Big News Network.com Monday 8th December, 2008
U.S military contractor KBR, a former subisidary of Halliburton, is facing a number of lawsuits over its activities in Iraq, and elsewhere.
KBR is the largest contractor for the United States Army and a top-ten contractor for the U.S. Department of Defense.
In one class-action suit Joshua Eller, a civilian who worked for the U.S. Air Force in 2006 at the Balad air force base northeast of Baghdad, alleges KBR 'knowingly and intentionally supplied to U.S. forces and other individuals food that was expired, spoiled, rotten, or that may have been contaminated with shrapnel, or other materials'.
KBR 'supplied water which was contaminated, untreated, and unsafe', Eller charged, detailing a number of examples.
He said Halliburton and KBR 'shipped ice served to U.S. forces in trucks that had been used to carry human remains and that still had traces of body fluids and putrefied remains.'
The lawsuit says the 'defendants burned medical waste that contained human body parts on the open air burn pit. Wild dogs in the area raided the burn pit and carried off human remains. The wild dogs could be seen roaming the base with body parts in their mouths.'
Eller said the companies 'prevented their employees from speaking with government auditors' inspecting the military base.
Eller alleged in the suit that in May 2006 he developed lesions on his skin. The lesions spread, 'filled with fluid and finally burst.' He also 'developed blisters on his feet', and 'gastrointestinal problems'.
The class-action lawsuit, a copy of which was obtained by newswire AFP, was filed November 6 in a Texas court.
Meantime sixteen members of the Indiana National Guard have filed a suit against KBR, seeking unspecified damages for alleged exposure to a toxic chemical at an Iraqi water treatment plant in 2003.
According to the Houston Chronicle, in their suit filed Wednesday in U.S. District Court in Evansville, Ind., the plaintiffs contend KBR knowingly allowed them to be exposed to sodium dichromate, a chemical used as an anti-corrosive but containing the carcinogen hexavalent chromium. The alleged exposure occurred while the guardsmen were providing security for KBR workers at the Qarmat Ali water plant in southern Iraq.
KBR was restoring the facility so the water could be used to help increase production from Iraqi oil wells.
The guardsmen allege KBR officials repeatedly told the soldiers there was no danger, even though blood tests on some civilian workers had shown elevated chromium levels.
And when some at the water plant began experiencing symptoms associated with hexavalent chromium poisoning — particularly bleeding from the nose known as 'chrome nose'— KBR managers 'told men on site it was simply an effect of the 'dry desert air' and they must be 'allergic to sand,' the suit alleges.
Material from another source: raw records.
use crate::entity::{Container, EntityKey, EntityKind, EntityRef, SubItem};
use crate::ids::ExternalId;
use crate::name::{compare_names, names_equal};

/// The canonical, sorted list of containers.
#[derive(Debug, Clone, Default, PartialEq, Eq)]
pub struct Hierarchy {
    containers: Vec<Container>,
}

impl Hierarchy {
    /// Builds a hierarchy, sorting containers and their sub-items by name.
    pub fn new(containers: Vec<Container>) -> Self {
        let mut hierarchy = Self { containers };
        hierarchy.sort();
        hierarchy
    }

    pub fn containers(&self) -> &[Container] {
        &self.containers
    }

    pub fn containers_mut(&mut self) -> &mut [Container] {
        &mut self.containers
    }

    pub fn into_containers(self) -> Vec<Container> {
        self.containers
    }

    pub fn len(&self) -> usize {
        self.containers.len()
    }

    pub fn is_empty(&self) -> bool {
        self.containers.is_empty()
    }

    pub fn sort(&mut self) {
        self.containers.sort_by(|a, b| compare_names(&a.name, &b.name));
        for container in &mut self.containers {
            container.sort_sub_items();
        }
    }

    pub fn container(&self, id: ExternalId) -> Option<&Container> {
        self.containers.iter().find(|c| c.external_id == id)
    }

    pub fn container_mut(&mut self, id: ExternalId) -> Option<&mut Container> {
        self.containers.iter_mut().find(|c| c.external_id == id)
    }

    pub fn container_by_name(&self, name: &str) -> Option<&Container> {
        self.containers.iter().find(|c| names_equal(&c.name, name))
    }

    /// Linear lookup of a sub-item and its owner.
    pub fn sub_item(&self, id: ExternalId) -> Option<(&Container, &SubItem)> {
        self.containers
            .iter()
            .find_map(|c| c.sub_item(id).map(|s| (c, s)))
    }

    pub fn sub_item_mut(&mut self, id: ExternalId) -> Option<&mut SubItem> {
        self.containers
            .iter_mut()
            .find_map(|c| c.sub_item_mut(id))
    }

    pub fn entity(&self, key: EntityKey) -> Option<EntityRef<'_>> {
        match key {
            EntityKey::Container(id) => self.container(id).map(EntityRef::Container),
            EntityKey::SubItem(id) => self.sub_item(id).map(|(_, s)| EntityRef::SubItem(s)),
        }
    }

    pub fn contains(&self, key: EntityKey) -> bool {
        self.entity(key).is_some()
    }

    /// All sub-items in display order, paired with their owner.
    pub fn sub_items(&self) -> impl Iterator<Item = (&Container, &SubItem)> {
        self.containers
            .iter()
            .flat_map(|c| c.sub_items.iter().map(move |s| (c, s)))
    }

    pub fn set_selected(&mut self, key: EntityKey, selected: bool) -> bool {
        let updated = match key {
            EntityKey::Container(id) => self.container_mut(id).map(|c| c.selected = selected),
            EntityKey::SubItem(id) => self.sub_item_mut(id).map(|s| s.selected = selected),
        };
        updated.is_some()
    }

    pub fn set_visible(&mut self, key: EntityKey, visible: bool) -> bool {
        let updated = match key {
            EntityKey::Container(id) => self.container_mut(id).map(|c| c.visible = visible),
            EntityKey::SubItem(id) => self.sub_item_mut(id).map(|s| s.visible = visible),
        };
        updated.is_some()
    }

    /// Clears selection on every entity of `kind`.
    pub fn clear_selection_of(&mut self, kind: EntityKind) {
        for container in &mut self.containers {
            match kind {
                EntityKind::Container => container.selected = false,
                EntityKind::SubItem => {
                    for sub_item in &mut container.sub_items {
                        sub_item.selected = false;
                    }
                }
            }
        }
    }

    pub fn clear_selection(&mut self) {
        self.clear_selection_of(EntityKind::Container);
        self.clear_selection_of(EntityKind::SubItem);
    }

    /// Keys of selected entities of `kind`, in display order.
    pub fn selected_keys(&self, kind: EntityKind) -> Vec<EntityKey> {
        match kind {
            EntityKind::Container => self
                .containers
                .iter()
                .filter(|c| c.selected)
                .map(Container::key)
                .collect(),
            EntityKind::SubItem => self
                .sub_items()
                .filter(|(_, s)| s.selected)
                .map(|(_, s)| s.key())
                .collect(),
        }
    }
}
KBR spokeswoman Heather Browne told the Houston Chronicle, 'We deny the assertion that KBR harmed troops and was responsible for an unsafe condition. KBR appropriately notified the Army Corps of Engineers upon discovery of the existence of the substance on the site, and the Corps of Engineers concluded that KBR's efforts to remediate the situation were effective.'
Ten former KBR workers, meanwhile, contend they also were exposed to sodium dichromate at the water plant and have filed a separate arbitration case, said the Chronicle report.
They are scheduled to argue their case before an arbitrator in Houston on Monday, said Houston attorney Michael Doyle, who is representing the guardsmen and the workers.
Bunnatine Greenhouse, a civil servant with 20 years of contracting experience, had complained to Army officials on numerous occasions that Halliburton had been unlawfully receiving special treatment for work in Iraq, Kuwait and the Balkans. Investigations were opened by the U.S. Justice Department, the Federal Bureau of Investigation (FBI) and the Pentagon's inspector general to open criminal investigations that continue today.
In one of the many examples of abuse, Greenhouse said that military auditors caught Halliburton overcharging the Pentagon for fuel deliveries into Iraq. She also complained that Defense Secretary Donald Rumsfeld's office took control of every aspect of Halliburton's $7 billion no-bid Iraqi oil/infrastructure contract. After her testimony Greenhouse was demoted, allegedly for poor performance.
Separately, the SEC and the Department of Justice are investigating claims corrupt payments were paid to government officials in Nigeria by a company in which Kellogg Brown & Root LLC (a subsidiary of KBR) held a 25% interest. The investigations, mirrored by a separate probe by the Serious Fraud Office in the UK, concern the construction and expansion of a multi billion dollar liquefaction complex at Bonny Island, in Rivers State, Nigeria.
Additionally, the SEC has issued subpoenas to Halliburton and KBR over its connections in multiple other projects.